For each outcome, we aggregated association summary statistics from each cluster-specific component of the partitioned PS and the overall PS across ancestries through random-effects meta-analyses. All meta-analyses were conducted using the R package meta (https://cran.r-project.org/package=meta).

Cluster-specific partitioned PS analyses of clinical outcomes

We tested for association of cardiovascular and kidney-related clinical outcomes in EUR individuals with T2D in prospective GWASs from six clinical trials from the Thrombolysis in Myocardial Infarction (TIMI) Study Group (https://timi.org/). Trial descriptions and details of genotyping and quality control are provided in the Supplementary Methods.
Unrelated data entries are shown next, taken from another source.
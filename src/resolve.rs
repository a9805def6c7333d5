//! Name resolution and multiplicity propagation.
//!
//! A single forward pass over the command list. Each DEF asks the source
//! matcher which concrete sources back it; every later command inherits the
//! backing DEF and source count of whatever name it refers to. Names are
//! visible only from the point they are defined, and a later definition
//! shadows an earlier one.

use crate::context::{Evaluator, Expr, RequestContext, Scope, Source, SourceMatcher, evaluate};
use crate::element::{CommandId, Element};
use crate::error::GraphError;
use crate::graph::GraphSpec;
use std::collections::BTreeMap;
use tracing::{debug, warn};

type Names = BTreeMap<String, CommandId>;

pub struct Resolver<'a> {
    matcher: &'a dyn SourceMatcher,
    evaluator: &'a dyn Evaluator,
    env: &'a BTreeMap<String, Expr>,
}

impl<'a> Resolver<'a> {
    pub fn new(
        matcher: &'a dyn SourceMatcher,
        evaluator: &'a dyn Evaluator,
        env: &'a BTreeMap<String, Expr>,
    ) -> Self {
        Self {
            matcher,
            evaluator,
            env,
        }
    }

    /// Resolve every command in order, stopping at the first error.
    ///
    /// Aggregated environment values are written into `request.env`.
    pub fn resolve(
        &self,
        spec: &mut GraphSpec,
        request: &mut RequestContext,
    ) -> Result<(), GraphError> {
        let mut names = Names::new();

        for id in 0..spec.commands.len() {
            match &spec.commands[id].element {
                Element::Def(_) => self.resolve_def(spec, id, &mut names, request)?,
                Element::Cdef(_) => resolve_cdef(spec, id, &mut names)?,
                Element::Vrule(_)
                | Element::Hrule(_)
                | Element::Comment(_)
                | Element::TextAlign(_) => {}
                _ => resolve_reference(spec, id, &mut names)?,
            }
        }

        spec.names = names;
        Ok(())
    }

    fn resolve_def(
        &self,
        spec: &mut GraphSpec,
        id: CommandId,
        names: &mut Names,
        request: &mut RequestContext,
    ) -> Result<(), GraphError> {
        let Element::Def(def) = &spec.commands[id].element else {
            return Ok(());
        };

        let scope = Scope::Request(request);
        let template = match &def.path_expr {
            Some(expr) => evaluate(self.evaluator, expr, scope)?,
            None => def.path.clone(),
        };
        let base = def
            .base_expr
            .as_ref()
            .map(|expr| evaluate(self.evaluator, expr, scope))
            .transpose()?;
        let vname = def.vname.clone();

        let sources = self
            .matcher
            .match_sources(&template, base.as_deref(), request)?;
        debug!(
            "DEF '{}' matched {} source(s) for '{}'",
            vname,
            sources.len(),
            template
        );

        self.aggregate_env(&sources, request)?;

        let cmd = &mut spec.commands[id];
        cmd.backing_def = Some(id);
        cmd.multiplicity = sources.len();
        if let Element::Def(def) = &mut cmd.element {
            def.sources = sources;
        }
        names.insert(vname, id);
        Ok(())
    }

    /// Evaluate each environment rule against every matched source and
    /// publish the distinct non-empty results, comma-joined.
    fn aggregate_env(
        &self,
        sources: &[Source],
        request: &mut RequestContext,
    ) -> Result<(), GraphError> {
        for (name, expr) in self.env {
            let mut values: Vec<String> = Vec::new();
            for source in sources {
                let value = evaluate(
                    self.evaluator,
                    expr,
                    Scope::Source {
                        request: &*request,
                        source,
                    },
                )?;
                if !value.is_empty() && !values.contains(&value) {
                    values.push(value);
                }
            }
            if !values.is_empty() {
                request.env.insert(name.clone(), values.join(","));
            }
        }
        Ok(())
    }
}

/// The first operand naming an earlier definition anchors the CDEF; every
/// operand that names one is annotated so generation can suffix it.
fn resolve_cdef(spec: &mut GraphSpec, id: CommandId, names: &mut Names) -> Result<(), GraphError> {
    let Element::Cdef(cdef) = &spec.commands[id].element else {
        return Ok(());
    };

    let refs: Vec<Option<CommandId>> = cdef
        .rpn
        .iter()
        .map(|token| names.get(&token.text).copied())
        .collect();
    let anchor = refs.iter().flatten().next().copied();

    let (backing_def, multiplicity) = match anchor {
        Some(target) => {
            let target = &spec.commands[target];
            (target.backing_def, target.multiplicity)
        }
        None => {
            warn!("CDEF '{}' refers to no earlier definition", cdef.vname);
            (None, 0)
        }
    };

    // A fanned-out operand must match the anchor, unless it is a DEF emitted
    // under a single anchor, where its summing CDEF stands in for it.
    if multiplicity > 0 {
        for (token, target) in cdef.rpn.iter().zip(&refs) {
            let Some(target) = *target else { continue };
            let operand = &spec.commands[target];
            let found = operand.multiplicity;
            let summed = multiplicity == 1 && matches!(operand.element, Element::Def(_));
            if found >= 2 && found != multiplicity && !summed {
                return Err(GraphError::MultiplicityMismatch {
                    name: cdef.vname.clone(),
                    operand: token.text.clone(),
                    expected: multiplicity,
                    found,
                });
            }
        }
    }

    let vname = cdef.vname.clone();
    let cmd = &mut spec.commands[id];
    cmd.backing_def = backing_def;
    cmd.multiplicity = multiplicity;
    if let Element::Cdef(cdef) = &mut cmd.element {
        for (token, target) in cdef.rpn.iter_mut().zip(refs) {
            token.reference = target;
        }
    }
    names.insert(vname, id);
    Ok(())
}

/// VDEF, LINE, AREA, TICK, SHIFT, PRINT and GPRINT must name something
/// already defined.
fn resolve_reference(
    spec: &mut GraphSpec,
    id: CommandId,
    names: &mut Names,
) -> Result<(), GraphError> {
    let element = &spec.commands[id].element;
    let Some(name) = element.refers_to() else {
        return Ok(());
    };
    let Some(&target) = names.get(name) else {
        return Err(GraphError::Unresolved {
            kind: element.kind(),
            name: name.to_string(),
        });
    };
    let defines = element.defines().map(str::to_string);

    let (backing_def, multiplicity) = {
        let target = &spec.commands[target];
        (target.backing_def, target.multiplicity)
    };
    let cmd = &mut spec.commands[id];
    cmd.backing_def = backing_def;
    cmd.multiplicity = multiplicity;

    if let Some(vname) = defines {
        names.insert(vname, id);
    }
    Ok(())
}

#[cfg(test)]
mod tests {
    use super::*;
    use crate::assemble::assemble;
    use crate::error::ErrorClass;
    use crate::expr::TemplateEvaluator;
    use crate::graph::BaseSpec;
    use crate::matcher::{CatalogEntry, ListMatcher};
    use pretty_assertions::assert_eq;

    fn matcher() -> ListMatcher {
        let entry = |id: &str, host: &str| {
            let mut source = Source::new(id);
            source.vars.insert("HOST".into(), host.into());
            CatalogEntry {
                source,
                authorized: true,
            }
        };
        ListMatcher::new(vec![
            entry("h1.rrd", "alpha"),
            entry("h2.rrd", "beta"),
            entry("h3.rrd", "alpha"),
            entry("solo.rrd", "gamma"),
            entry("p1.rrd", "delta"),
            entry("p2.rrd", "delta"),
        ])
    }

    fn resolve_with(
        query: &str,
        env: &BTreeMap<String, Expr>,
    ) -> (Result<(), GraphError>, GraphSpec, RequestContext) {
        let matcher = matcher();
        let evaluator = TemplateEvaluator::new().expect("template regex");
        let mut spec = assemble(&BaseSpec::default(), query).expect("assemble");
        let mut request = RequestContext::default();
        let result = Resolver::new(&matcher, &evaluator, env).resolve(&mut spec, &mut request);
        (result, spec, request)
    }

    fn resolve(query: &str) -> (Result<(), GraphError>, GraphSpec) {
        let (result, spec, _) = resolve_with(query, &BTreeMap::new());
        (result, spec)
    }

    fn shape(spec: &GraphSpec) -> Vec<(Option<CommandId>, usize)> {
        spec.commands
            .iter()
            .map(|c| (c.backing_def, c.multiplicity))
            .collect()
    }

    #[test]
    fn multiplicity_flows_from_def_to_dependents() {
        let (result, spec) = resolve(
            "DEF:a=h*.rrd:in:AVERAGE&VDEF:peak=a,MAXIMUM&CDEF:bits=a,8,*&LINE1:bits#ff0000&GPRINT:peak:%lf",
        );
        assert_eq!(result, Ok(()));
        assert_eq!(
            shape(&spec),
            vec![(Some(0), 3), (Some(0), 3), (Some(0), 3), (Some(0), 3), (Some(0), 3)]
        );
        let Element::Def(def) = &spec.commands[0].element else {
            panic!("expected DEF");
        };
        let ids: Vec<&str> = def.sources.iter().map(|s| s.id.as_str()).collect();
        assert_eq!(ids, vec!["h1.rrd", "h2.rrd", "h3.rrd"]);
    }

    #[test]
    fn no_match_is_not_an_error() {
        let (result, spec) = resolve("DEF:a=none*.rrd:in:AVERAGE&LINE1:a#00ff00:Traffic");
        assert_eq!(result, Ok(()));
        assert_eq!(shape(&spec), vec![(Some(0), 0), (Some(0), 0)]);
    }

    #[test]
    fn forward_references_are_rejected() {
        let (result, _) = resolve("LINE1:a#00ff00&DEF:a=h1.rrd:in:AVERAGE");
        assert_eq!(
            result,
            Err(GraphError::Unresolved {
                kind: "LINE",
                name: "a".into()
            })
        );
    }

    #[test]
    fn undefined_gprint_names_the_culprit() {
        let (result, _) = resolve("DEF:a=h1.rrd:in:AVERAGE&GPRINT:b:%.1f");
        let err = result.expect_err("unresolved");
        assert_eq!(err.class(), ErrorClass::Request);
        assert_eq!(err.to_string(), "while parsing GPRINT: 'b' was not found");
    }

    #[test]
    fn vdef_needs_an_existing_source() {
        let (result, _) = resolve("VDEF:peak=missing,MAXIMUM");
        assert_eq!(
            result,
            Err(GraphError::Unresolved {
                kind: "VDEF",
                name: "missing".into()
            })
        );
    }

    #[test]
    fn later_definitions_shadow_earlier_ones() {
        let (result, spec) =
            resolve("DEF:a=h*.rrd:in:AVERAGE&DEF:a=solo.rrd:in:AVERAGE&AREA:a#0000ff");
        assert_eq!(result, Ok(()));
        assert_eq!(spec.commands[2].backing_def, Some(1));
        assert_eq!(spec.commands[2].multiplicity, 1);
        assert_eq!(spec.names.get("a"), Some(&1));
        let current = spec.lookup("a").expect("a is defined");
        assert_eq!(current.multiplicity, 1);
        assert!(spec.lookup("b").is_none());
    }

    #[test]
    fn cdef_anchor_is_first_resolvable_operand() {
        let (result, spec) =
            resolve("DEF:one=solo.rrd:in:AVERAGE&DEF:many=h*.rrd:in:AVERAGE&CDEF:c=2,one,many,+,*");
        assert_eq!(result, Ok(()));
        let cmd = &spec.commands[2];
        assert_eq!((cmd.backing_def, cmd.multiplicity), (Some(0), 1));
        let Element::Cdef(cdef) = &cmd.element else {
            panic!("expected CDEF");
        };
        let refs: Vec<Option<CommandId>> = cdef.rpn.iter().map(|t| t.reference).collect();
        assert_eq!(refs, vec![None, Some(0), Some(1), None, None]);
    }

    #[test]
    fn literal_cdef_is_inert() {
        let (result, spec) = resolve("CDEF:k=1,2,+&LINE1:k#ff0000");
        assert_eq!(result, Ok(()));
        assert_eq!(shape(&spec), vec![(None, 0), (None, 0)]);
    }

    #[test]
    fn cdef_rejects_conflicting_fan_out() {
        let (result, _) =
            resolve("DEF:a=h*.rrd:in:AVERAGE&DEF:b=p*.rrd:in:AVERAGE&CDEF:c=a,b,+");
        assert_eq!(
            result,
            Err(GraphError::MultiplicityMismatch {
                name: "c".into(),
                operand: "b".into(),
                expected: 3,
                found: 2,
            })
        );
    }

    #[test]
    fn single_anchor_only_accepts_summed_fan_out() {
        let (result, _) = resolve("DEF:s=solo.rrd:in:AVERAGE&DEF:a=h*.rrd:in:AVERAGE&CDEF:d=s,a,+");
        assert_eq!(result, Ok(()));

        let (result, _) = resolve(
            "DEF:s=solo.rrd:in:AVERAGE&DEF:a=p*.rrd:in:AVERAGE&CDEF:c=a,8,*&CDEF:d=s,c,+",
        );
        assert_eq!(
            result,
            Err(GraphError::MultiplicityMismatch {
                name: "d".into(),
                operand: "c".into(),
                expected: 1,
                found: 2,
            })
        );

        let (result, _) = resolve(
            "DEF:s=solo.rrd:in:AVERAGE&DEF:a=p*.rrd:in:AVERAGE&VDEF:v=a,MAXIMUM&CDEF:e=s,v,+",
        );
        let err = result.expect_err("VDEF has no summed form");
        assert_eq!(err.class(), ErrorClass::Request);
        assert!(matches!(err, GraphError::MultiplicityMismatch { operand, .. } if operand == "v"));
    }

    #[test]
    fn environment_is_aggregated_per_source() {
        let mut env = BTreeMap::new();
        env.insert("HOSTS".to_string(), Expr::new("%{HOST}"));
        env.insert("NOTHING".to_string(), Expr::new("%{UNSET}"));

        let (result, _, request) = resolve_with("DEF:a=h*.rrd:in:AVERAGE", &env);
        assert_eq!(result, Ok(()));
        assert_eq!(request.env.get("HOSTS").map(String::as_str), Some("alpha,beta"));
        assert_eq!(request.env.get("NOTHING"), None);
    }

    #[test]
    fn dynamic_path_is_evaluated_before_matching() {
        let matcher = matcher();
        let evaluator = TemplateEvaluator::new().expect("template regex");
        let env = BTreeMap::new();
        let base = BaseSpec {
            elements: vec![
                crate::element::parse_element(
                    "DEF:a=ignored.rrd:in:AVERAGE",
                    crate::element::DynamicFields {
                        path: Some(Expr::new("%{WHICH}*.rrd")),
                        ..Default::default()
                    },
                )
                .expect("DEF"),
            ],
            ..Default::default()
        };
        let mut spec = assemble(&base, "").expect("assemble");
        let mut request = RequestContext::default();
        request.vars.insert("WHICH".into(), "p".into());

        Resolver::new(&matcher, &evaluator, &env)
            .resolve(&mut spec, &mut request)
            .expect("resolve");
        assert_eq!(spec.commands[0].multiplicity, 2);
    }

    #[test]
    fn evaluation_failure_is_a_server_error() {
        let mut env = BTreeMap::new();
        env.insert("BROKEN".to_string(), Expr::new("%{"));
        let (result, _, _) = resolve_with("DEF:a=h1.rrd:in:AVERAGE", &env);
        assert_eq!(result.expect_err("broken").class(), ErrorClass::Server);
    }
}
Within each trial, we calculated the overall PS and cluster-specific components of the partitioned PS for each individual, with each index SNV weighted by the allelic log-OR from the European ancestry-specific meta-analysis. We standardized the overall PS and each cluster-specific component of the partitioned PS to have mean zero and unit variance. Data from the six trials were subsequently pooled, and we considered the following clinical outcomes in patients with T2D only: myocardial infarction, ischaemic stroke, cardiovascular death, hospitalization for heart failure, atrial fibrillation, acute limb ischaemia, peripheral revascularization, end-stage renal disease or renal death and albuminuria. We tested for association of each cluster-specific component of the partitioned PS with each clinical outcome under a Cox proportional hazards model, including age, sex, the first ten principal components and the overall PS as covariates. All association analyses were conducted using the coxph function with Efron ties handling from the R package survival (https://cran.r-project.org/package=survival).

Ethics statement

Study-level ethics statements are provided in the Supplementary Note.

Reporting summary

Further information on research design is available in the Nature Portfolio Reporting Summary linked to this article.